Back to my initial question and my response to that question, a salad can be anything. That is my modern day take on the word and this is my take on a Chinese Chicken Salad.  

I could literally eat this for breakfast, lunch, dinner and even a bite for a snack.  Chicken and a mixture of vegetables always gets a thumbs up from me.  And the hoisin vinaigrette just makes it all that much better.

Stay the course for my next recipe (pun intended).
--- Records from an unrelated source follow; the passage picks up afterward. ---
impl SecretsConsumer {
    #[must_use]
    pub fn new(
        store: Arc<dyn Store>,
        validator: Validator,
        server_kid: impl Into<String>,
        audit: Arc<dyn AuditHook>,
    ) -> Self {
        Self {
            store,
            validator,
            extra_namespaces: HashSet::new(),
            server_kid: server_kid.into(),
            audit,
        }
    }

    fn audit_key(&self, outcome: KeyAccess, request: &Request, key: &str, action: &str) {
        self.audit.audit_key_access("Secrets", outcome, &request.client_id, key, action);
    }

    #[must_use]
    pub fn with_extra_namespaces(mut self, namespaces: HashSet<String>) -> Self {
        self.extra_namespaces = namespaces;
        self
    }

    fn check_namespace(&self, request: &Request) -> Result<(), ConsumerError> {
        let first = request
            .trail
            .first()
            .ok_or_else(|| ConsumerError::BadRequest("empty path".to_string()))?;

        let permitted = request.default_namespace.as_deref() == Some(first.as_str())
            || self.extra_namespaces.contains(first);

        if permitted {
            Ok(())
        } else {
            Err(ConsumerError::Forbidden(format!("namespace '{first}' is not accessible")))
        }
    }

    async fn list_container(&self, request: &Request) -> Result<Response, ConsumerError> {
        let key = container_key(&request.trail);
        let result = match self.store.list(&key).await? {
            None => Err(ConsumerError::NotFound(format!("no such container '{key}'"))),
            Some(children) => Ok(Response::json(200, serde_json::json!(children))),
        };
        self.audit_key(
            if result.is_ok() { KeyAccess::Allowed } else { KeyAccess::Denied },
            request,
            &key,
            "list",
        );
        result
    }

    async fn create_container(&self, request: &Request) -> Result<Response, ConsumerError> {
        let key = container_key(&request.trail);
        let result = async {
            self.ensure_parent_exists(request).await?;
            self.store.span(&key).await?;
            Ok(Response::empty(201))
        }
        .await;
        self.audit_key(
            if result.is_ok() { KeyAccess::Allowed } else { KeyAccess::Denied },
            request,
            &key,
            "create",
        );
        result
    }

    async fn delete_container(&self, request: &Request) -> Result<Response, ConsumerError> {
        let key = container_key(&request.trail);
        let result = match self.store.list(&key).await? {
            None => Err(ConsumerError::NotFound(format!("no such container '{key}'"))),
            Some(children) if !children.is_empty() => {
                Err(ConsumerError::Conflict(format!("container '{key}' is not empty")))
            }
            Some(_) => {
                self.store.cut(&key).await?;
                Ok(Response::empty(204))
            }
        };
        self.audit_key(
            if result.is_ok() { KeyAccess::Allowed } else { KeyAccess::Denied },
            request,
            &key,
            "delete",
        );
        result
    }

    async fn read_key(&self, request: &Request) -> Result<Response, ConsumerError> {
        let key = leaf_key(&request.trail);
        let Some(raw) = self.store.get(&key).await? else {
            self.audit_key(KeyAccess::Denied, request, &key, "get");
            return Err(ConsumerError::NotFound(format!("no such key '{key}'")));
        };

        let result = async {
            let stored: serde_json::Value = serde_json::from_slice(&raw)
                .map_err(|e| ConsumerError::Store(format!("corrupt envelope at '{key}': {e}")))?;
            let value_str = message::parse_simple_value(
                stored.get("value").unwrap_or(&serde_json::Value::Null),
            )
            .map_err(|_| ConsumerError::Store(format!("corrupt envelope at '{key}'")))?;

            if let Some(keys) = &request.kem_keys {
                let envelope_str = request.header(KEM_ENVELOPE_HEADER).ok_or_else(|| {
                    ConsumerError::BadRequest("missing KEM envelope header".to_string())
                })?;
                let subject = request.trail.join("/");
                let handler = KemHandler::new(Arc::clone(keys));
                let claims = handler.parse_request(envelope_str, &subject).await?;
                let reply = handler
                    .build_reply(&self.server_kid, &claims.client_kid, &subject, &serde_json::json!(value_str))
                    .await?;
                return Ok(Response::raw(200, "application/jose", reply.into_bytes()));
            }

            if request
                .header("Accept")
                .is_some_and(|accept| accept.split(',').any(|t| t.trim() == "application/octet-stream"))
            {
                let bytes = BASE64
                    .decode(&value_str)
                    .map_err(|e| ConsumerError::Store(format!("corrupt base64 at '{key}': {e}")))?;
                return Ok(Response::raw(200, "application/octet-stream", bytes));
            }

            Ok(Response::json(200, message::simple_envelope(&value_str)))
        }
        .await;

        self.audit_key(
            if result.is_ok() { KeyAccess::Allowed } else { KeyAccess::Denied },
            request,
            &key,
            "get",
        );
        result
    }

    async fn write_key(&self, request: Request) -> Result<Response, ConsumerError> {
        let key = leaf_key(&request.trail);
        let result = async {
            self.ensure_parent_exists(&request).await?;

            let value_str = self.extract_write_value(&request).await?;
            let envelope = message::simple_envelope(&value_str);
            let bytes = serde_json::to_vec(&envelope)
                .map_err(|e| ConsumerError::Store(format!("serialize envelope: {e}")))?;

            self.store.set(&key, &bytes, false).await?;
            Ok(Response::empty(201))
        }
        .await;

        self.audit_key(
            if result.is_ok() { KeyAccess::Allowed } else { KeyAccess::Denied },
            &request,
            &key,
            "set",
        );
        result
    }

    async fn extract_write_value(&self, request: &Request) -> Result<String, ConsumerError> {
        let body = request
            .body
            .as_ref()
            .ok_or_else(|| ConsumerError::BadRequest("missing body".to_string()))?;

        match request.header("Content-Type") {
            Some(ct) if ct.starts_with("application/json") => {
                let parsed: serde_json::Value = serde_json::from_slice(body)
                    .map_err(|e| ConsumerError::BadRequest(format!("invalid JSON body: {e}")))?;
                let (msg_type, value) = self.validator.parse(&parsed)?;
                match msg_type {
                    MessageType::Simple => Ok(message::parse_simple_value(value)?),
                    MessageType::Kem => {
                        let envelope = value
                            .as_str()
                            .ok_or_else(|| ConsumerError::BadRequest("kem value must be a string".to_string()))?;
                        let keys = request.kem_keys.clone().ok_or_else(|| {
                            ConsumerError::Forbidden("path is not KEM-protected".to_string())
                        })?;
                        let subject = request.trail.join("/");
                        let handler = KemHandler::new(keys);
                        let claims = handler.parse_request(envelope, &subject).await?;
                        let value = claims
                            .value
                            .ok_or_else(|| ConsumerError::BadRequest("kem envelope carries no value".to_string()))?;
                        value
                            .as_str()
                            .map(str::to_string)
                            .ok_or_else(|| ConsumerError::BadRequest("kem value claim must be a string".to_string()))
                    }
                }
            }
            Some(ct) if ct.starts_with("application/octet-stream") => Ok(BASE64.encode(body)),
            Some(ct) => Err(ConsumerError::BadRequest(format!("unsupported content type '{ct}'"))),
            None => Err(ConsumerError::BadRequest("missing Content-Type".to_string())),
        }
    }

    async fn delete_key(&self, request: &Request) -> Result<Response, ConsumerError> {
        let key = leaf_key(&request.trail);
        let result = if self.store.cut(&key).await? {
            Ok(Response::empty(204))
        } else {
            Err(ConsumerError::NotFound(format!("no such key '{key}'")))
        };
        self.audit_key(
            if result.is_ok() { KeyAccess::Allowed } else { KeyAccess::Denied },
            request,
            &key,
            "del",
        );
        result
    }

    /// Lazily create the top-level namespace container when the caller is
    /// writing directly into their own, freshly-authorized namespace;
    /// otherwise require every ancestor container to already exist.
    async fn ensure_parent_exists(&self, request: &Request) -> Result<(), ConsumerError> {
        if request.trail.len() < 2 {
            return Ok(()); // writing the namespace container itself
        }
        let parent = container_key(&request.trail[..request.trail.len() - 1]);
        if self.store.list(&parent).await?.is_some() {
            return Ok(());
        }

        let is_own_namespace_root = request.trail.len() == 2
            && request.default_namespace.as_deref() == Some(request.trail[0].as_str());
        if is_own_namespace_root {
            match self.store.span(&container_key(&request.trail[..1])).await {
                Ok(()) | Err(StoreError::Exists) => Ok(()),
                Err(e) => Err(e.into()),
            }
        } else {
            Err(ConsumerError::NotFound(format!("parent container '{parent}' does not exist")))
        }
    }
}
//! Server configuration for Custodia.
//!
//! Loads configuration from environment variables with sensible defaults.
//! All settings can be overridden via `CUSTODIA_*` environment variables.

use std::net::SocketAddr;
use std::path::PathBuf;

/// What transport the HTTP listener binds to.
#[derive(Debug, Clone)]
pub enum BindTarget {
    /// Plain TCP. Peer credentials are never available on this transport.
    Tcp(SocketAddr),
    /// A Unix-domain socket. The server reads the connecting peer's
    /// uid/gid/pid via `SO_PEERCRED` and feeds them to [`PeerCredAuth`](custodia_core::auth::PeerCredAuth).
    Unix(PathBuf),
}

/// Server configuration.
#[derive(Debug, Clone)]
pub struct ServerConfig {
    /// Transport and address/path to bind the HTTP listener to.
    pub bind_target: BindTarget,
    /// Storage backend type.
    pub storage_backend: StorageBackendType,
    /// Log level filter (e.g., `info`, `debug`, `warn`).
    pub log_level: String,
    /// Path to the audit log file (if file audit is enabled).
    pub audit_file_path: Option<String>,
    /// Path to the overlay's master key file.
    pub master_key_path: PathBuf,
    /// Whether to generate the master key file if it is missing.
    pub autogen_master_key: bool,
    /// Path prefix the secrets consumer is mounted at (e.g. `/secrets`).
    pub mount_path: String,
    /// uid an authenticated Unix-socket peer must present (`-1` to ignore).
    pub peer_auth_uid: i64,
    /// gid an authenticated Unix-socket peer must present (`-1` to ignore).
    pub peer_auth_gid: i64,
    /// Name of a header whose value becomes `remote_user` if present.
    pub header_auth_name: Option<String>,
    /// This server's own KEM key id.
    pub server_kid: String,
    /// Path prefixes that are KEM-protected, relative to `mount_path`.
    pub kem_paths: Vec<String>,
    /// Whether to skip `mlock` (for development without root/`CAP_IPC_LOCK`).
    pub disable_mlock: bool,
}

/// Supported storage backend types.
#[derive(Debug, Clone, PartialEq, Eq)]
pub enum StorageBackendType {
    /// In-memory (development only, data lost on restart).
    Memory,
    /// `SQLite` persistent storage.
    Sqlite { path: String },
}

impl ServerConfig {
    /// Load configuration from environment variables.
    ///
    /// Environment variables:
    /// - `PORT` — port to bind on, binds to `0.0.0.0` (convention borrowed
    ///   from the usual PaaS deployment target)
    /// - `CUSTODIA_BIND_ADDR` — full bind address (overrides `PORT`, default:
    ///   `127.0.0.1:8891`); a value starting with `/` or `unix:` binds a
    ///   Unix-domain socket at that path instead of TCP
    /// - `CUSTODIA_STORAGE` — `memory` or `sqlite` (default: `memory`)
    /// - `CUSTODIA_STORAGE_PATH` — file path for the `sqlite` backend
    ///   (default: `./data/custodia.db`)
    /// - `CUSTODIA_LOG_LEVEL` — log filter (default: `info`)
    /// - `CUSTODIA_AUDIT_FILE` — path to audit log file (optional)
    /// - `CUSTODIA_MASTER_KEY` — path to the overlay master key (default:
    ///   `./data/master.jwk`)
    /// - `CUSTODIA_AUTOGEN_MASTER_KEY` — generate the master key on first run
    ///   (default: `true`)
    /// - `CUSTODIA_MOUNT_PATH` — mount point for the secrets consumer
    ///   (default: `/secrets`)
    /// - `CUSTODIA_AUTH_UID` / `CUSTODIA_AUTH_GID` — peer-credential match
    ///   (default: `-1`, disabled)
    /// - `CUSTODIA_AUTH_HEADER` — header name for header-based auth (unset
    ///   disables it)
    /// - `CUSTODIA_SERVER_KID` — this server's KEM key id (default: `server`)
    /// - `CUSTODIA_KEM_PATHS` — whitespace-separated KEM-protected path
    ///   prefixes (default: empty)
    /// - `CUSTODIA_DISABLE_MLOCK` — skip `mlockall` for dev environments
    ///   (default: `false`)
    #[must_use]
    pub fn from_env() -> Self {
        let bind_target = if let Ok(addr) = std::env::var("CUSTODIA_BIND_ADDR") {
            if let Some(path) = addr.strip_prefix("unix:") {
                BindTarget::Unix(PathBuf::from(path))
            } else if addr.starts_with('/') {
                BindTarget::Unix(PathBuf::from(addr))
            } else {
                BindTarget::Tcp(
                    addr.parse().unwrap_or_else(|_| SocketAddr::from(([127, 0, 0, 1], 8891))),
                )
            }
        } else if let Ok(port_str) = std::env::var("PORT") {
            let port: u16 = port_str.parse().unwrap_or(8891);
            BindTarget::Tcp(SocketAddr::from(([0, 0, 0, 0], port)))
        } else {
            BindTarget::Tcp(SocketAddr::from(([127, 0, 0, 1], 8891)))
        };

        let storage_path =
            std::env::var("CUSTODIA_STORAGE_PATH").unwrap_or_else(|_| "./data/custodia.db".to_owned());

        let storage_backend = match std::env::var("CUSTODIA_STORAGE")
            .unwrap_or_else(|_| "memory".to_owned())
            .to_lowercase()
            .as_str()
        {
            "sqlite" => StorageBackendType::Sqlite { path: storage_path },
            _ => StorageBackendType::Memory,
        };

        let log_level = std::env::var("CUSTODIA_LOG_LEVEL").unwrap_or_else(|_| "info".to_owned());
        let audit_file_path = std::env::var("CUSTODIA_AUDIT_FILE").ok();

        let master_key_path = std::env::var("CUSTODIA_MASTER_KEY")
            .unwrap_or_else(|_| "./data/master.jwk".to_owned())
            .into();

        let autogen_master_key = std::env::var("CUSTODIA_AUTOGEN_MASTER_KEY")
            .map(|v| v != "false" && v != "0")
            .unwrap_or(true);

        let mount_path = std::env::var("CUSTODIA_MOUNT_PATH").unwrap_or_else(|_| "/secrets".to_owned());

        let peer_auth_uid =
            std::env::var("CUSTODIA_AUTH_UID").ok().and_then(|v| v.parse().ok()).unwrap_or(-1);
        let peer_auth_gid =
            std::env::var("CUSTODIA_AUTH_GID").ok().and_then(|v| v.parse().ok()).unwrap_or(-1);

        let header_auth_name = std::env::var("CUSTODIA_AUTH_HEADER").ok();

        let server_kid = std::env::var("CUSTODIA_SERVER_KID").unwrap_or_else(|_| "server".to_owned());

        let kem_paths = std::env::var("CUSTODIA_KEM_PATHS")
            .ok()
            .map(|v| v.split_whitespace().map(str::to_string).collect())
            .unwrap_or_default();

        let disable_mlock =
            std::env::var("CUSTODIA_DISABLE_MLOCK").map(|v| v == "true" || v == "1").unwrap_or(false);

        Self {
            bind_target,
            storage_backend,
            log_level,
            audit_file_path,
            master_key_path,
            autogen_master_key,
            mount_path,
            peer_auth_uid,
            peer_auth_gid,
            header_auth_name,
            server_kid,
            kem_paths,
            disable_mlock,
        }
    }
}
Chinese Chicken Salad with Hoisin Vinaigrette
serves 4-6

4 (6-ounce) boneless, skinless chicken breasts
Kosher salt and freshly ground black pepper
5 Tablespoons neutral oil (I use Safflower), divided
1/2 cup water
1/3 cup rice vinegar
3 Tablespoons hoisin sauce
2 Tablespoons low-sodium soy sauce
1 Tablespoon grated fresh ginger
1-2 teaspoons Sriracha, or to taste (optional)
1/2 medium or 1 small head Savoy cabbage, shredded (4 cups)
1 red bell pepper, cored and julienned
1 (6-ounce) package snow peas, strings removed and julienned (1-1/2 cups)
2 scallions, sliced thin
1 cup chow mein noodles

Pat chicken dry with paper towels and season both sides with salt and pepper. Heat 1 tablespoon of oil in a 12-inch non-stick skillet over medium-high heat until just smoking. Add chicken and cook until browned on one side, about 3 minutes.  Flip the chicken over, add water, and cover.  Reduce the heat to medium and continue to cook until the thickest part of the breast registers 160° F on an instant- read thermometer, 5-7 minutes longer. Transfer chicken to a carving board and cool slightly.

Meanwhile, in a small bowl, whisk together the remaining 4 tablespoons of oil, vinegar, hoisin sauce, soy sauce, ginger and Sriracha; set aside.

Using two forks, shred cooled chicken. Toss together cabbage, red pepper, snow peas and scallions; add shredded chicken. Add vinaigrette and toss until combined.  Serve with chow mien noodles.  Enjoy!